質問者6:貴重な講演をありがとうございました。猪俣さんに1つおうかがいしたいことがあるんですけど、僕は今、都内の研修病院で研修医として働かせていただいているんですけれど、いろいろ経験された猪俣さんから見て、研修医のうちにしておいたほうがいいことや、若いうちだからしておいたほうがいいことってありますか?

猪俣:もちろん勉強したり、医者としての知識を学ぶというのは最低限というか、必ずやらなければいけないことで。

研修医とか、昔から必ずやっておかなければいけないのは、さっきから言っているリーダーシップ体験とかマネージメント体験、それからボランティア体験。そういったところは、自分がなにかをやろうかといったときに、一朝一夕に身につかないことなんですよね。

あと、教養ですね。本をいっぱい読んで教養を身につけておくとか。そういったことは、試験勉強と違って一夜漬けじゃ身につかないところなんですよ。

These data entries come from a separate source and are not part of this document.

//! Hand-rolled recursive-descent parser for the OpenQASM 3 snippets the
//! pipeline ingests.
//!
//! The tokenizer and parser shape (`peek`/`advance`/`expect`/`check`/`consume`
//! over a flat token vector) follows the small, self-contained parsers this
//! crate's neighbours use for domain-specific languages rather than pulling in
//! a parser-combinator dependency for a grammar this constrained.

use std::fmt;

use crate::ast::{Annotation, BinOp, ClassicalType, Expr, IndexSet, Program, Statement};

/// Failure while tokenizing or parsing a snippet.
#[derive(thiserror::Error, Debug, Clone, PartialEq, Eq)]
pub enum ParseError {
    #[error("line {line}: unexpected character {found:?}")]
    UnexpectedChar { line: usize, found: char },
    #[error("unexpected end of input, expected {expected}")]
    UnexpectedEof { expected: String },
    #[error("line {line}: expected {expected}, found {found}")]
    UnexpectedToken {
        line: usize,
        expected: String,
        found: String,
    },
    #[error("line {line}: invalid OPENQASM version {found:?}")]
    InvalidVersion { line: usize, found: String },
    /// A `@leqo.*` annotation shares its source line with a trailing `//`
    /// comment — a distinct, externally-observable grammar violation (the
    /// annotation grammar requires the annotation to consume the entire
    /// line), not an ordinary parse failure. Kept distinct from
    /// `UnexpectedToken` so callers can map it to its own error kind instead
    /// of a generic snippet-parse failure.
    #[error("line {line}: trailing comment on the same line as a @leqo annotation")]
    TrailingAnnotationComment { line: usize },
}

pub type ParseResult<T> = Result<T, ParseError>;
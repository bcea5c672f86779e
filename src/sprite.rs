// ── Sprite ────────────────────────────────────────────────────────────────────

/// Texture coordinates for one quad: the four UV corners of a spritesheet
/// cell.  Corners are stored explicitly (rather than min/max) so animated
/// tiles can later flip or rotate individual frames without touching the
/// vertex builders.
#[derive(Copy, Clone, Debug, PartialEq)]
pub struct Sprite {
    pub top_left: [f32; 2],
    pub top_right: [f32; 2],
    pub bottom_left: [f32; 2],
    pub bottom_right: [f32; 2],
}

impl Sprite {
    /// Build a sprite from an axis-aligned UV rectangle.
    pub fn from_rect(uv_min: [f32; 2], uv_max: [f32; 2]) -> Self {
        Self {
            top_left: uv_min,
            top_right: [uv_max[0], uv_min[1]],
            bottom_left: [uv_min[0], uv_max[1]],
            bottom_right: uv_max,
        }
    }

    /// True when every corner lies inside the sampled texture, i.e. all
    /// coordinates are within `[0, 1]`.  The empty/null tile deliberately
    /// fails this so the fragment shader can discard it.
    pub fn in_bounds(&self) -> bool {
        [self.top_left, self.top_right, self.bottom_left, self.bottom_right]
            .iter()
            .all(|c| (0.0..=1.0).contains(&c[0]) && (0.0..=1.0).contains(&c[1]))
    }
}

// ── Spritesheet ──────────────────────────────────────────────────────────────

/// Pure UV grid math over a spritesheet image of `cols × rows` cells, each
/// `cell_w × cell_h` pixels.  Holds no GPU state; the matching texture lives
/// in `renderer::texture::TilesetTexture`.
#[derive(Copy, Clone, Debug)]
pub struct Spritesheet {
    pub cols: u32,
    pub rows: u32,
    pub cell_w: u32,
    pub cell_h: u32,
}

impl Spritesheet {
    /// Derive the grid from full image dimensions.  Partial cells at the
    /// right/bottom edge are dropped.
    pub fn from_image_size(img_w: u32, img_h: u32, cell_w: u32, cell_h: u32) -> Self {
        Self {
            cols: img_w / cell_w,
            rows: img_h / cell_h,
            cell_w,
            cell_h,
        }
    }

    /// UV corners for the cell at `(col, row)`.
    ///
    /// Coordinates are signed on purpose: cropping a negative or
    /// out-of-range cell produces UVs outside `[0, 1]`, which the tile
    /// shader treats as "draw nothing".  `TileCatalog` uses `crop(-1, -1)`
    /// for the empty tile.
    pub fn crop(&self, col: i32, row: i32) -> Sprite {
        let total_w = (self.cols * self.cell_w) as f32;
        let total_h = (self.rows * self.cell_h) as f32;

        let u_min = (col * self.cell_w as i32) as f32 / total_w;
        let v_min = (row * self.cell_h as i32) as f32 / total_h;
        let u_max = ((col + 1) * self.cell_w as i32) as f32 / total_w;
        let v_max = ((row + 1) * self.cell_h as i32) as f32 / total_h;

        Sprite::from_rect([u_min, v_min], [u_max, v_max])
    }
}

// ── Tests ──────────────────────────────────────────────────────────────────────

早めに経験しておかなければいけないということに気づいて、ふだんの忙しい研修医の業務のなかでも率先して勉強会を作って、人のために自分の勉強してきた知識を伝えるとか、自分のできる、例えば、医療の知識があるので、ボランティアに参加して、人のためになにかするとか。そういったことをやっておくことが一番いいんじゃないかなと思います。

質問者6:ありがとうございます。

「イッツ・チャレンジング」の精神を

千葉:すごく具体的な質問タイムでしたけれども、このあと、本の販売とサイン会もありますので、そこでお話できるタイミングもあると思います。ありがとうございました。最後に一言ずついただけますか。

天明:みなさん、すごく具体的な質問をたくさんしてくださって、私も猪俣さんの話が聞けて勉強になりました。みなさん、それぞれ、お仕事とか違いますし、どうやってこれを自分の仕事やキャリアに当てはめていくかというのは、人それぞれだと思うんですけれど、自分のなかでなにが強みになるかな、活かせるかなと、そういうものを見つけて、積極的に計画を立てて、実行していただければと思います。ありがとうございました。

(会場拍手)

猪俣:今日はありがとうございました。一番私が伝えたいのは「イッツ・チャレンジング」という僕の流行りの言葉なんですけど、それを今日覚えていただいて、ぜひ、ふだんの生活のなかでもなにか大変なときにはチャレンジングと考えていただいて、挑戦していただけたらなと思います。ありがとうございました。

(会場拍手)

千葉:では、本日のトークイベントは、ここまでとさせていただきたいと思います。最後に、天明さん、猪俣さんに拍手をお願いします。